Package Exports

This package does not declare an exports field, so the exports above have been automatically detected and optimized by JSPM instead. If any package subpath is missing, it is recommended to post an issue to the original package (n8n-nodes-pdf-excel) to support the "exports" field.

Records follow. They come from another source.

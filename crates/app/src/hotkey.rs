//! Global hotkey that opens a new region from any application.

use anyhow::{Context, Result};
use crossbeam_channel::Sender;
use global_hotkey::hotkey::{Code, HotKey, Modifiers};
use global_hotkey::{GlobalHotKeyEvent, GlobalHotKeyManager, HotKeyState};

use crate::ui::AppCommand;

/// Registered "new region" hotkey; keeps its manager alive.
pub struct HotkeyBinding {
    _manager: GlobalHotKeyManager,
    hotkey: HotKey,
}

impl HotkeyBinding {
    pub fn id(&self) -> u32 {
        self.hotkey.id()
    }
}

/// Parse a shortcut string like "Ctrl+D" into a `HotKey`.
pub fn parse_shortcut(s: &str) -> Result<HotKey> {
    let mut modifiers = Modifiers::empty();
    let mut key_code: Option<Code> = None;

    for token in s.split('+') {
        let token = token.trim();
        match token.to_lowercase().as_str() {
            "ctrl" | "control" => modifiers |= Modifiers::CONTROL,
            "alt" => modifiers |= Modifiers::ALT,
            "shift" => modifiers |= Modifiers::SHIFT,
            "super" | "win" | "meta" | "cmd" => modifiers |= Modifiers::SUPER,
            _ => {
                if key_code.is_some() {
                    anyhow::bail!("multiple key codes in shortcut: {s:?}");
                }
                key_code = Some(parse_key_code(token)?);
            }
        }
    }

    let code = key_code.context(format!("no key code found in shortcut: {s:?}"))?;
    let mods = if modifiers.is_empty() { None } else { Some(modifiers) };
    Ok(HotKey::new(mods, code))
}

const LETTERS: [Code; 26] = [
    Code::KeyA, Code::KeyB, Code::KeyC, Code::KeyD, Code::KeyE, Code::KeyF, Code::KeyG,
    Code::KeyH, Code::KeyI, Code::KeyJ, Code::KeyK, Code::KeyL, Code::KeyM, Code::KeyN,
    Code::KeyO, Code::KeyP, Code::KeyQ, Code::KeyR, Code::KeyS, Code::KeyT, Code::KeyU,
    Code::KeyV, Code::KeyW, Code::KeyX, Code::KeyY, Code::KeyZ,
];

const DIGITS: [Code; 10] = [
    Code::Digit0, Code::Digit1, Code::Digit2, Code::Digit3, Code::Digit4,
    Code::Digit5, Code::Digit6, Code::Digit7, Code::Digit8, Code::Digit9,
];

const FUNCTION_KEYS: [Code; 12] = [
    Code::F1, Code::F2, Code::F3, Code::F4, Code::F5, Code::F6,
    Code::F7, Code::F8, Code::F9, Code::F10, Code::F11, Code::F12,
];

/// Map a key name to a `Code` variant.
fn parse_key_code(token: &str) -> Result<Code> {
    let lower = token.to_lowercase();

    let mut chars = lower.chars();
    if let (Some(ch), None) = (chars.next(), chars.next()) {
        if ch.is_ascii_lowercase() {
            return Ok(LETTERS[(ch as u8 - b'a') as usize]);
        }
        if ch.is_ascii_digit() {
            return Ok(DIGITS[(ch as u8 - b'0') as usize]);
        }
    }

    if let Some(n) = lower.strip_prefix('f').and_then(|n| n.parse::<usize>().ok()) {
        if (1..=FUNCTION_KEYS.len()).contains(&n) {
            return Ok(FUNCTION_KEYS[n - 1]);
        }
    }

    match lower.as_str() {
        "space" => Ok(Code::Space),
        "enter" | "return" => Ok(Code::Enter),
        "tab" => Ok(Code::Tab),
        "escape" | "esc" => Ok(Code::Escape),
        "insert" | "ins" => Ok(Code::Insert),
        "home" => Ok(Code::Home),
        "end" => Ok(Code::End),
        "pageup" => Ok(Code::PageUp),
        "pagedown" => Ok(Code::PageDown),
        "printscreen" | "prtsc" => Ok(Code::PrintScreen),
        _ => anyhow::bail!("unknown key: {token:?}"),
    }
}

/// Register the configured hotkey, returning `None` if registration fails.
pub fn register(shortcut: &str) -> Option<HotkeyBinding> {
    let hotkey = match parse_shortcut(shortcut) {
        Ok(h) => h,
        Err(e) => {
            log::warn!(
                "Invalid hotkey {shortcut:?}: {e}. Continuing without hotkey; \
                 use the New Region button or fix hotkey in regionshot.json."
            );
            return None;
        }
    };

    let manager = match GlobalHotKeyManager::new() {
        Ok(m) => m,
        Err(e) => {
            log::warn!("Failed to create hotkey manager: {e}");
            return None;
        }
    };

    match manager.register(hotkey) {
        Ok(()) => {
            log::info!("Global new-region hotkey registered: {shortcut}");
            Some(HotkeyBinding {
                _manager: manager,
                hotkey,
            })
        }
        Err(e) => {
            log::warn!("Failed to register hotkey {shortcut:?}: {e}. Continuing without hotkey.");
            None
        }
    }
}

/// Translate a hotkey event into an app command.
pub fn handle_hotkey_event(event: &GlobalHotKeyEvent, new_region_id: u32) -> Option<AppCommand> {
    if event.state != HotKeyState::Pressed || event.id != new_region_id {
        return None;
    }
    Some(AppCommand::NewRegion)
}

/// Forward hotkey presses from the listener into the UI loop.
///
/// Only the channel send and a repaint request run off the UI thread.
pub fn forward_events(binding: &HotkeyBinding, commands: Sender<AppCommand>, ctx: egui::Context) {
    let id = binding.id();
    GlobalHotKeyEvent::set_event_handler(Some(move |event: GlobalHotKeyEvent| {
        if let Some(cmd) = handle_hotkey_event(&event, id) {
            if commands.send(cmd).is_ok() {
                ctx.request_repaint();
            }
        }
    }));
}
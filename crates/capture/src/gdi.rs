//! Screen rectangle grab using GDI

use crate::{CaptureError, CaptureResult, FrameData, Rect, ScreenGrabber};
use windows::Win32::Graphics::Gdi::{
    BitBlt, CreateCompatibleBitmap, CreateCompatibleDC, DeleteDC, DeleteObject, GetDC,
    GetDIBits, ReleaseDC, SelectObject, BITMAPINFO, BITMAPINFOHEADER, BI_RGB, DIB_RGB_COLORS,
    SRCCOPY,
};

/// Copies screen pixels through a memory DC
#[derive(Debug, Default, Clone, Copy)]
pub struct GdiGrabber;

impl ScreenGrabber for GdiGrabber {
    fn grab(&self, rect: Rect) -> CaptureResult<FrameData> {
        if rect.is_empty() {
            return Err(CaptureError::EmptyRegion(rect.width, rect.height));
        }

        let width = rect.width as i32;
        let height = rect.height as i32;

        unsafe {
            let screen_dc = GetDC(None);
            if screen_dc.is_invalid() {
                return Err(CaptureError::Grab("Failed to get screen DC".into()));
            }

            let mem_dc = CreateCompatibleDC(screen_dc);
            let bitmap = CreateCompatibleBitmap(screen_dc, width, height);
            let old_bitmap = SelectObject(mem_dc, bitmap);

            let blit = BitBlt(mem_dc, 0, 0, width, height, screen_dc, rect.x, rect.y, SRCCOPY);

            let mut bmi = BITMAPINFO {
                bmiHeader: BITMAPINFOHEADER {
                    biSize: std::mem::size_of::<BITMAPINFOHEADER>() as u32,
                    biWidth: width,
                    biHeight: -height, // Top-down DIB
                    biPlanes: 1,
                    biBitCount: 32,
                    biCompression: BI_RGB.0,
                    biSizeImage: 0,
                    biXPelsPerMeter: 0,
                    biYPelsPerMeter: 0,
                    biClrUsed: 0,
                    biClrImportant: 0,
                },
                bmiColors: [Default::default()],
            };

            let mut data = vec![0u8; rect.width as usize * rect.height as usize * 4];
            let lines = if blit.is_ok() {
                GetDIBits(
                    mem_dc,
                    bitmap,
                    0,
                    rect.height,
                    Some(data.as_mut_ptr() as *mut _),
                    &mut bmi,
                    DIB_RGB_COLORS,
                )
            } else {
                0
            };

            // Cleanup before reporting any failure
            SelectObject(mem_dc, old_bitmap);
            let _ = DeleteObject(bitmap);
            let _ = DeleteDC(mem_dc);
            ReleaseDC(None, screen_dc);

            blit?;
            if lines != height {
                return Err(CaptureError::Grab(format!(
                    "GetDIBits copied {} of {} lines",
                    lines, height
                )));
            }

            // BitBlt leaves the alpha byte zeroed
            for px in data.chunks_exact_mut(4) {
                px[3] = 255;
            }

            log::debug!("GDI grab {}x{} at ({}, {})", rect.width, rect.height, rect.x, rect.y);
            FrameData::from_bgra(rect.width, rect.height, data)
        }
    }
}
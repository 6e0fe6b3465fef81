//! Control window and overlay hosting using egui

use crate::config::Config;
use crate::controller::{Controller, FileDialogTarget};
use crate::counters::CategoryCounters;
use crate::hotkey::{self, HotkeyBinding};
use capture::PlatformGrabber;
use crossbeam_channel::{Receiver, Sender};
use eframe::egui;
use export::{ExportConfig, ImageExporter};
use overlay::OverlayWindow;
use std::path::PathBuf;
use std::time::Instant;

/// Requests that reach the UI thread from elsewhere
#[derive(Debug, Clone, Copy, PartialEq, Eq)]
pub enum AppCommand {
    NewRegion,
}

const BUTTON_GRAY: egui::Color32 = egui::Color32::from_rgb(108, 117, 125);

/// Main application using egui
pub struct RegionShotApp {
    controller: Controller,
    commands: Receiver<AppCommand>,
    grabber: PlatformGrabber,
    save_target: FileDialogTarget,
    exporter: ImageExporter,
    hotkey_label: String,
    counters: CategoryCounters,
    counters_path: PathBuf,
    _hotkey: Option<HotkeyBinding>,
}

impl RegionShotApp {
    pub fn new(
        cc: &eframe::CreationContext<'_>,
        cfg: Config,
        counters: CategoryCounters,
        commands_tx: Sender<AppCommand>,
        commands: Receiver<AppCommand>,
    ) -> Self {
        let binding = hotkey::register(&cfg.hotkey);
        if let Some(ref binding) = binding {
            hotkey::forward_events(binding, commands_tx, cc.egui_ctx.clone());
        }

        Self {
            controller: Controller::new(&cfg),
            commands,
            grabber: PlatformGrabber::default(),
            save_target: FileDialogTarget::new(cfg.default_file_name.clone()),
            exporter: ImageExporter::new(ExportConfig::default()),
            hotkey_label: cfg.hotkey.clone(),
            counters,
            counters_path: cfg.counters_file,
            _hotkey: binding,
        }
    }

    fn drain_commands(&mut self) {
        while let Ok(cmd) = self.commands.try_recv() {
            match cmd {
                AppCommand::NewRegion => self.controller.start_new_region(None),
            }
        }
    }

    fn run_pending_capture(&mut self, ctx: &egui::Context) {
        let now = Instant::now();
        self.controller.poll_pending_capture(
            now,
            &self.grabber,
            &self.save_target,
            &self.exporter,
        );

        if let Some(due) = self.controller.pending_capture_due() {
            ctx.request_repaint_after(due.saturating_duration_since(now));
        }
    }

    fn show_overlay(&mut self, ctx: &egui::Context) {
        let Some(selector) = self.controller.visible_selector().cloned() else {
            return;
        };
        let focus = self.controller.take_focus_request();

        let frame = OverlayWindow::show(ctx, &selector, focus);

        if let Some(mapping) = frame.mapping {
            self.controller.set_screen_mapping(mapping);
        }
        if frame.events.is_empty() {
            return;
        }
        for event in frame.events {
            self.controller.dispatch(event);
        }
        ctx.request_repaint();
    }

    fn action_button(ui: &mut egui::Ui, text: &str, fill: egui::Color32, enabled: bool) -> bool {
        let button = egui::Button::new(
            egui::RichText::new(text)
                .size(14.0)
                .color(egui::Color32::WHITE),
        )
        .fill(if enabled { fill } else { BUTTON_GRAY })
        .min_size(egui::vec2(ui.available_width(), 32.0))
        .rounding(8.0);

        ui.add_enabled(enabled, button).clicked()
    }

    fn show_control_panel(&mut self, ctx: &egui::Context) {
        let has_overlay = self.controller.selector().is_some();
        let capturing = self.controller.is_overlay_hidden();
        let has_last = self.controller.last_region().is_some();

        egui::CentralPanel::default().show(ctx, |ui| {
            ui.add_space(6.0);

            ui.horizontal(|ui| {
                ui.label("Last Dimension:");
                ui.label(
                    egui::RichText::new(self.controller.last_dimension_text())
                        .strong()
                        .color(egui::Color32::from_rgb(51, 51, 51)),
                );
                if ui
                    .add_enabled(has_last, egui::Button::new("Reuse Last Region").rounding(6.0))
                    .clicked()
                {
                    self.controller.reuse_last_region();
                }
            });

            ui.add_space(8.0);
            ui.separator();
            ui.add_space(8.0);

            let new_label = format!("New Region ({})", self.hotkey_label);
            if Self::action_button(ui, &new_label, egui::Color32::from_rgb(0, 123, 255), true) {
                self.controller.start_new_region(None);
            }
            ui.add_space(4.0);

            if Self::action_button(
                ui,
                "Take Screenshot (Space)",
                egui::Color32::from_rgb(40, 167, 69),
                !capturing,
            ) {
                self.controller.request_screenshot(Instant::now());
            }
            ui.add_space(4.0);

            if Self::action_button(
                ui,
                "Close Region (Esc)",
                egui::Color32::from_rgb(220, 53, 69),
                has_overlay,
            ) {
                self.controller.close_region();
            }

            ui.add_space(12.0);
            ui.vertical_centered(|ui| {
                ui.label(
                    egui::RichText::new(self.controller.status())
                        .size(13.0)
                        .color(egui::Color32::from_rgb(102, 102, 102)),
                );
            });
        });
    }
}

impl eframe::App for RegionShotApp {
    fn update(&mut self, ctx: &egui::Context, _frame: &mut eframe::Frame) {
        self.drain_commands();
        self.run_pending_capture(ctx);
        self.show_overlay(ctx);
        self.show_control_panel(ctx);
    }

    /// Lets the overlay viewport show the desktop through its dim layer
    fn clear_color(&self, _visuals: &egui::Visuals) -> [f32; 4] {
        [0.0, 0.0, 0.0, 0.0]
    }

    fn on_exit(&mut self, _gl: Option<&eframe::glow::Context>) {
        if self.counters.is_empty() {
            return;
        }
        if let Err(e) = self.counters.save(&self.counters_path) {
            log::warn!("Error saving counters: {e:#}");
        }
    }
}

If that is not possible, create a JSPM override to customize the exports field for this package.

Readme

n8n-nodes-pdf-excel

N8N node for processing PDF and Excel files with advanced features including OCR and form handling.

Features

PDF Processing

Basic Features:
- Extract text from PDF files
- Get metadata information
- Process files from path or binary data
Advanced Features (new):
- OCR text extraction using Tesseract.js
- PDF form field processing
- Support for multiple languages (English, Vietnamese)
- Memory efficient processing

Excel Processing

Read Worksheet: Read data from specific worksheet
Get Worksheets: List all worksheets in file
Multiple Formats: Support for .xls and .xlsx formats
Data Validation: Basic data validation for cell values

Requirements

Node.js v18+
n8n v1.0+
TypeScript v5.0+

New dependencies:

Tesseract.js for OCR
pdf-lib for form processing

Installation

In n8n

Go to Settings > Community Nodes
Select Install a node from npm registry
Enter n8n-nodes-pdf-excel
Click Install

Manual Installation

# Install with dependencies
npm install n8n-nodes-pdf-excel tesseract.js pdf-lib

# Or link for development
npm link n8n-nodes-pdf-excel

Usage

Basic PDF Processing

Add "PDF & Excel Processor" node
Select "PDF" as file type
Choose operation:
- Extract Text
- Get Metadata
Provide file path or binary data
Execute node

Advanced PDF Features (New)

Add "PDF & Excel Processor" node
Select "PDF Advanced" as file type
Choose operation:
- Extract Text with OCR
- Process Form Fields
Optional: Configure OCR settings
Execute node

Excel Processing

Add "PDF & Excel Processor" node
Select "Excel" as file type
Choose operation:
- Read Worksheet
- Get Worksheets
For worksheet reading:
- Specify sheet name (optional)
Execute node

Development

Setup

git clone https://github.com/your-repo/n8n-nodes-pdf-excel.git
cd n8n-nodes-pdf-excel
npm install

Build

npm run build

Test

npm test

Lint

npm run lint

Roadmap

Basic PDF text extraction
Basic Excel data reading
Advanced PDF features (OCR, forms)
Advanced Excel features (formulas, styling)
Performance optimizations

License

MIT

Contributing

Contributions are welcome! Please read our contributing guidelines for details.